Mercoledì 24 Aprile 2024

Nel labirinto oscuro della gelosia Quella malattia che avvelena tutti

Amore, infedeltà, delirio e violenza. Dalla letteratura al cinema, così la ferita dell’anima travolge la vita

di Viviana Ponchia

"La mia mano destra è gelosa se la sinistra dipinge un bel quadro". Andy Warhol lo ammetteva. Il mostro dagli occhi verdi, la malattia dell’anima che affligge tutta l’umanità, aveva su di lui addirittura ricadute anatomiche. Tanti negano, nessuno ne è immune. Ferita dell’anima ma anche del corpo: c’è infatti chi somatizza con bruciori di stomaco, emicranie e coliti. Amor proprio più che amore. Insicurezza patologica. Un corto circuito. "Come geloso, io soffro quattro volte – scriveva Roland Barthes –. Perché sono geloso, perché mi rimprovero di esserlo, perché temo che la mia gelosia finisca col ferire l’altro, perché mi lascio soggiogare da una banalità: soffro di essere escluso, di essere aggressivo, di essere pazzo e di essere come tutti gli altri".

John Lennon ha chiesto perdono: "Ho cominciato a perdere il controllo, non volevo farti del male, sono solo un uomo geloso". "Jealous Guy" è il suo tentativo di redenzione dopo la terapia e la fine dei Beatles. Yoko Ono racconta che non scherzava affatto: "Dopo esserci messi insieme, mi fece scrivere una lista di tutti gli uomini con i quali ero stata a letto". Nel romanzo più famoso di Milan Kundera, ’L’insostenibile leggerezza dell’essere’, di gelosia si impazzisce come nell’opera lirica.
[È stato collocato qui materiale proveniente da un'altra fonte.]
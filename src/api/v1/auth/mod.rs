//! `/api/v1/auth` Registration, login and token lifecycle

use std::{
    sync::Arc,
    time::{SystemTime, UNIX_EPOCH},
};

use axum::{
    Router,
    extract::{Request, State},
    middleware::Next,
    routing::post,
};
use axum_extra::{
    TypedHeader,
    headers::{Authorization, authorization::Bearer},
};
use diesel::{ExpressionMethods, QueryDsl, dsl::insert_into};
use diesel_async::RunQueryDsl;
use serde::Serialize;
use uuid::Uuid;

use crate::{
    AppState, Conn,
    error::Error,
    schema::{
        access_tokens::{self, dsl as adsl},
        refresh_tokens::{self, dsl as rdsl},
    },
    utils::{generate_device_name, generate_token},
};

mod login;
mod logout;
mod refresh;
mod register;

/// Access tokens are short-lived, refresh tokens rotate near the end of
/// their 30 days.
const ACCESS_TOKEN_LIFETIME: i64 = 3600;
const REFRESH_TOKEN_LIFETIME: i64 = 2592000;
const REFRESH_TOKEN_ROTATE_AFTER: i64 = 1987200;

#[derive(Serialize)]
struct Response {
    access_token: String,
    device_name: String,
}

pub fn router() -> Router<Arc<AppState>> {
    Router::new()
        .route("/register", post(register::post))
        .route("/login", post(login::post))
        .route("/refresh", post(refresh::post))
        .route("/logout", post(logout::post))
}

#[derive(Clone)]
pub struct CurrentUser<T>(pub T);

/// Resolves the bearer token to a user and stashes it for the handler.
/// Routes behind this layer can rely on `Extension(CurrentUser(uuid))`.
pub async fn check_auth(
    State(app_state): State<Arc<AppState>>,
    auth: Option<TypedHeader<Authorization<Bearer>>>,
    mut req: Request,
    next: Next,
) -> Result<axum::response::Response, Error> {
    let TypedHeader(Authorization(bearer)) = auth.ok_or_else(|| {
        Error::Unauthorized("No authorization header provided".to_string())
    })?;

    let mut conn = app_state.pool.get().await?;

    let uuid = check_access_token(bearer.token(), &mut conn).await?;

    req.extensions_mut().insert(CurrentUser(uuid));

    Ok(next.run(req).await)
}

pub async fn check_access_token(access_token: &str, conn: &mut Conn) -> Result<Uuid, Error> {
    let (uuid, created_at): (Uuid, i64) = adsl::access_tokens
        .filter(adsl::token.eq(access_token))
        .select((adsl::uuid, adsl::created_at))
        .get_result(conn)
        .await
        .map_err(|error| {
            if error == diesel::result::Error::NotFound {
                Error::Unauthorized("Invalid access token".to_string())
            } else {
                Error::from(error)
            }
        })?;

    let current_time = SystemTime::now().duration_since(UNIX_EPOCH)?.as_secs() as i64;

    let lifetime = current_time - created_at;

    if lifetime > ACCESS_TOKEN_LIFETIME {
        return Err(Error::Unauthorized("Invalid access token".to_string()));
    }

    Ok(uuid)
}

/// Issues a fresh refresh/access token pair for `user_uuid`. Returns
/// the refresh token (for the cookie) and the response body.
async fn start_session(conn: &mut Conn, user_uuid: Uuid) -> Result<(String, Response), Error> {
    let refresh_token = generate_token::<32>()?;
    let access_token = generate_token::<16>()?;

    let current_time = SystemTime::now().duration_since(UNIX_EPOCH)?.as_secs() as i64;

    let device_name = generate_device_name();

    insert_into(refresh_tokens::table)
        .values((
            rdsl::token.eq(&refresh_token),
            rdsl::uuid.eq(user_uuid),
            rdsl::created_at.eq(current_time),
            rdsl::device_name.eq(&device_name),
        ))
        .execute(conn)
        .await?;

    insert_into(access_tokens::table)
        .values((
            adsl::token.eq(&access_token),
            adsl::refresh_token.eq(&refresh_token),
            adsl::uuid.eq(user_uuid),
            adsl::created_at.eq(current_time),
        ))
        .execute(conn)
        .await?;

    Ok((
        refresh_token,
        Response {
            access_token,
            device_name,
        },
    ))
}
L’infedeltà di Tomáš, che ha come unici interessi il lavoro e le donne, porta Tereza al delirio. Nel racconto ’Il falso autostop’ lo scrittore ceco cerca qualche alibi al tormento: "La gelosia non è certo una qualità piacevole, ma se non se ne abusa (se è unita a una certa moderazione) ha in sé, a parte i suoi inconvenienti, anche qualcosa di commovente". E si vende benissimo. La qualità letteraria e cinematografica è irresistibile, su qualsiasi palcoscenico o pagina scritta giganteggia questo "inquieto bisogno di tirannide applicato alle cose dell’amore" (Marcel Proust).

Otello batte tutti ma è in buona compagnia. Amneris ama Radames che a sua volta ama Aida. Santuzza ama Turiddu che ama Lola (Cavalleria Rusticana). Nel Giardino dei Finzi Contini il protagonista ama Nicole che però ama Giampiero. Nelle Notti bianche di Dostoevskij il sognatore ama Nastenka che però ama un altro. Un calderone schiumante, ma la psicologia avverte che le sfumature sono importanti. C’è la gelosia "normale" alimentata da sana ostilità verso un rivale in carne e ossa, quella "proiettata" (chi la pensa, la fa) e la gelosia "delirante" che secondo Freud corrisponde a una forma di omosessualità latente. Nella cosiddetta "Sindrome di Otello" siamo dentro la paranoia alcolica al limite dello stalking. Cosa diversa la "Sindrome di Rebecca" (dal titolo del romanzo noir di Daphne du Maurier Browning) che nasce dalla paura di essere inferiori alle vecchie relazioni dell’amato e condanna a un’impossibile competizione con il passato (rivedere per conferma "Rebecca la prima moglie" di Hitchcock).

La commedia italiana semplifica in maniera convincente. "A me tutta questa elasticità non mi va mica bene, sa? Io sono un democratico e cristiano" dice l’attempato operaio milanese Giulio Basletti (Ugo Tognazzi) nel ’Romanzo popolare’ diretto da Mario Monicelli. Di fronte al tradimento della giovane Vincenzina cerca di mostrarsi uomo di ampie vedute purché le corna restino cosa segreta. Diventate di dominio pubblico, caccia platealmente di casa la moglie e tenta il suicidio con il gas. È che la gelosia bisogna saperla (sop)portare con eleganza. Marta Marzotto aveva la sua ricetta: "Gelosia al punto giusto: stuzzicare senza soffocare". E mai dimenticare cosa scriveva il poeta Paul Jean Toulet: "La donna raramente ci perdona d’essere gelosi, ma non ci perdonerà mai di non esserlo.